On the usage of URL Shorteners/Base36/Base62 and bad words

Train

Lifer
Jun 22, 2000
13,583
80
91
www.bing.com
I'm building an app. For the purpose of keeping URL's short, I am considering using a notation other than decimal to represent record ID's in the URL, a lot of sites already do this. (Imgur comes to mind) but I always wondered, how do they prevent myDomain.com/f*ck or /cu*t, etc?

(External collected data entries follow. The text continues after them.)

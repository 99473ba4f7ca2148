//! Structural equality between values of the same runtime type.

use crate::value::{IntWidth, Type, Value};

/// Returns whether both values are floats holding NaN.
///
/// NaN never equals itself under [`deep_equal`]; the comparator consults this
/// check first so that two NaN floats compare equal at the top level.
pub fn both_nan(left: &Value, right: &Value) -> bool {
    match (left.as_float(), right.as_float()) {
        (Some(left), Some(right)) => left.is_nan() && right.is_nan(),
        _ => false,
    }
}

fn items_equal(left: &[Value], right: &[Value]) -> bool {
    left.len() == right.len()
        && left
            .iter()
            .zip(right)
            .all(|(left, right)| deep_equal(left, right))
}

fn bytes_equal(bytes: &[u8], items: &[Value]) -> bool {
    bytes.len() == items.len()
        && bytes.iter().zip(items).all(|(byte, item)| {
            matches!(
                item.concrete(),
                Value::Uint { width: IntWidth::W8, value } if *value == u64::from(*byte)
            )
        })
}

/// Pairs every left entry with a distinct right entry.
fn entries_equal(left: &[(Value, Value)], right: &[(Value, Value)]) -> bool {
    if left.len() != right.len() {
        return false;
    }
    let mut taken = vec![false; right.len()];
    left.iter().all(|(key, value)| {
        let slot = right
            .iter()
            .zip(&taken)
            .position(|((other_key, other_value), used)| {
                !used && deep_equal(key, other_key) && deep_equal(value, other_value)
            });
        match slot {
            Some(idx) => {
                taken[idx] = true;
                true
            }
            None => false,
        }
    })
}

/// Recursive structural equality.
///
/// Types must match exactly, except that byte values and `u8` sequences are one
/// type. Floats use IEEE equality at every depth. An unset reference never equals
/// a populated one, even when the populated one is empty. An unset interface
/// equals the absent value. Mappings compare as multisets of entries. Functions
/// are equal only when both are unset; channels are equal when they share an
/// identity.
pub fn deep_equal(left: &Value, right: &Value) -> bool {
    match (left.concrete(), right.concrete()) {
        (Value::Absent, Value::Absent) => true,
        (Value::Bool(left), Value::Bool(right)) => left == right,
        (
            Value::Int {
                width: left_width,
                value: left,
            },
            Value::Int {
                width: right_width,
                value: right,
            },
        ) => left_width == right_width && left == right,
        (
            Value::Uint {
                width: left_width,
                value: left,
            },
            Value::Uint {
                width: right_width,
                value: right,
            },
        ) => left_width == right_width && left == right,
        (
            Value::Float {
                width: left_width,
                value: left,
            },
            Value::Float {
                width: right_width,
                value: right,
            },
        ) => left_width == right_width && left == right,
        (Value::Str(left), Value::Str(right)) => left == right,
        (Value::Bytes(left), Value::Bytes(right)) => left == right,
        (
            Value::Bytes(bytes),
            Value::Seq {
                elem: Type::Uint(IntWidth::W8),
                items: Some(items),
            },
        )
        | (
            Value::Seq {
                elem: Type::Uint(IntWidth::W8),
                items: Some(items),
            },
            Value::Bytes(bytes),
        ) => bytes_equal(bytes, items),
        (Value::Error(left), Value::Error(right)) => left == right,
        (
            Value::Struct {
                name: left_name,
                fields: left_fields,
            },
            Value::Struct {
                name: right_name,
                fields: right_fields,
            },
        ) => {
            left_name == right_name
                && left_fields.len() == right_fields.len()
                && left_fields.iter().zip(right_fields).all(
                    |((left_field, left_value), (right_field, right_value))| {
                        left_field == right_field && deep_equal(left_value, right_value)
                    },
                )
        }
        (
            Value::Seq {
                elem: left_elem,
                items: left_items,
            },
            Value::Seq {
                elem: right_elem,
                items: right_items,
            },
        ) => {
            left_elem == right_elem
                && match (left_items, right_items) {
                    (None, None) => true,
                    (Some(left), Some(right)) => items_equal(left, right),
                    _ => false,
                }
        }
        (
            Value::Array {
                elem: left_elem,
                items: left_items,
            },
            Value::Array {
                elem: right_elem,
                items: right_items,
            },
        ) => left_elem == right_elem && items_equal(left_items, right_items),
        (
            Value::Map {
                key: left_key,
                value: left_value,
                entries: left_entries,
            },
            Value::Map {
                key: right_key,
                value: right_value,
                entries: right_entries,
            },
        ) => {
            left_key == right_key
                && left_value == right_value
                && match (left_entries, right_entries) {
                    (None, None) => true,
                    (Some(left), Some(right)) => entries_equal(left, right),
                    _ => false,
                }
        }
        (
            Value::Ref {
                target: left_target,
                pointee: left_pointee,
            },
            Value::Ref {
                target: right_target,
                pointee: right_pointee,
            },
        ) => {
            left_target == right_target
                && match (left_pointee, right_pointee) {
                    (None, None) => true,
                    (Some(left), Some(right)) => deep_equal(left, right),
                    _ => false,
                }
        }
        (
            Value::Func {
                signature: left_sig,
                addr: left_addr,
            },
            Value::Func {
                signature: right_sig,
                addr: right_addr,
            },
        ) => left_sig == right_sig && left_addr.is_none() && right_addr.is_none(),
        (
            Value::Chan {
                elem: left_elem,
                handle: left_handle,
            },
            Value::Chan {
                elem: right_elem,
                handle: right_handle,
            },
        ) => {
            left_elem == right_elem
                && match (left_handle, right_handle) {
                    (None, None) => true,
                    (Some(left), Some(right)) => left.id == right.id,
                    _ => false,
                }
        }
        (
            Value::Dyn {
                iface: left_iface,
                inner: None,
            },
            Value::Dyn {
                iface: right_iface,
                inner: None,
            },
        ) => left_iface == right_iface,
        (Value::Dyn { inner: None, .. }, Value::Absent)
        | (Value::Absent, Value::Dyn { inner: None, .. }) => true,
        _ => false,
    }
}
use anyhow::Context;
use tracing_subscriber::{EnvFilter, fmt};

use map_store::modules::map::adapters::outbound::directory_in_memory::InMemoryDirectory;
use map_store::shell::config::MapStoreConfig;
use map_store::shell::http::router;
use map_store::shell::state::AppState;

#[tokio::main]
async fn main() -> anyhow::Result<()> {
    dotenvy::dotenv().ok();
    fmt().with_env_filter(EnvFilter::from_default_env()).init();

    let config = MapStoreConfig::from_env()?;

    let directory = match &config.seed_path {
        Some(path) => InMemoryDirectory::from_seed_file(path)
            .with_context(|| format!("loading seed {}", path.display()))?,
        None => InMemoryDirectory::new(),
    };

    let app = router(AppState::new(directory));

    tracing::info!("map store listening on http://{}/map/state", config.addr);
    let listener = tokio::net::TcpListener::bind(config.addr)
        .await
        .with_context(|| format!("binding {}", config.addr))?;
    axum::serve(listener, app).await?;
    Ok(())
}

Let's explore some options:
Hexadecimal:
FFFF = 65,535 saving 1 char,
FFFFF = 1,048,575 saving 2 chars
Worst possible words to show up in a url: BED, FED, DED?
* No case sensitivity required

Base36:
zzz = 46,655 saving 2 chars
zzzz = 1,679,615 saving 3 chars
Worst possible words in 3 chars: sex, i love you, dik, with variations like f4g, s3x, d1k
Four letter possibilities: a lot of bad ones, with even more variations.
* No case sensitivity required

Base62:
ZZZ = 238,328 saving 3 chars
ZZZZ = 14,776,336 saving 4 chars
Worst possible words: all the same as Base36
* Case sensitivity required

Keeping a list of badwords that needs to be checked every time a new ID is generated would be a pain in the ass. I'm also considering letting users choose their own "url slug" when creating a record, just checking for uniqueness, with automated ones just generating something in dec/hex. This would do double duty as it would help with SEO

How do sites like Imgur prevent this? My app is supposed to be "family friendly" as a lot of the sponsors are family safe brands, I'd hate to have someone complain because their daughter's bookmarked event is myDomain.com/slUt
 

purbeast0

No Lifer
Sep 13, 2001
53,543
6,368
126
i don't know how they do it, but i don't think checking a list of badwords everytime a new id is generated would be a pain in the ass at all. the most difficult part would just be generating the list, but even that seems like it would be pretty simple to do.

if it's in the list, then just generate a new id.
 

Ken g6

Programming Moderator, Elite Member
Moderator
Dec 11, 1999
16,620
4,536
75
Here's a bunch of hex words, if you're looking for a list.

Edit: after grepping /usr/dict/words for -v '[^a-foils]' I'm sure that list isn't comprehensive.

Edit2: In fact, I can come up with many words, some of them dirty, using just numbers. For instance, 7177135. ("tittles". :colbert:)
 
Last edited:

sm625

Diamond Member
May 6, 2011
8,172
137
106
My app is supposed to be "family friendly" as a lot of the sponsors are family safe brands, I'd hate to have someone complain because their daughter's bookmarked event is myDomain.com/slUt

Each psuedoname should be a certain minimum length (myDomain.com/XXXXXXXX) and be fully randomized. ie the first site assigned should not be 00000001, but rather something like d3Fh7Qu6. As for the bad words, you just filter them out if and when they appear. For example if you generate a name like "gY6slUt3w" then you just throw it out and generate a new one. But I'm betting you probably wouldnt even need to bother. Who is going to care if the word "slut" randomly appears within a larger string of what is clearly just gibberish?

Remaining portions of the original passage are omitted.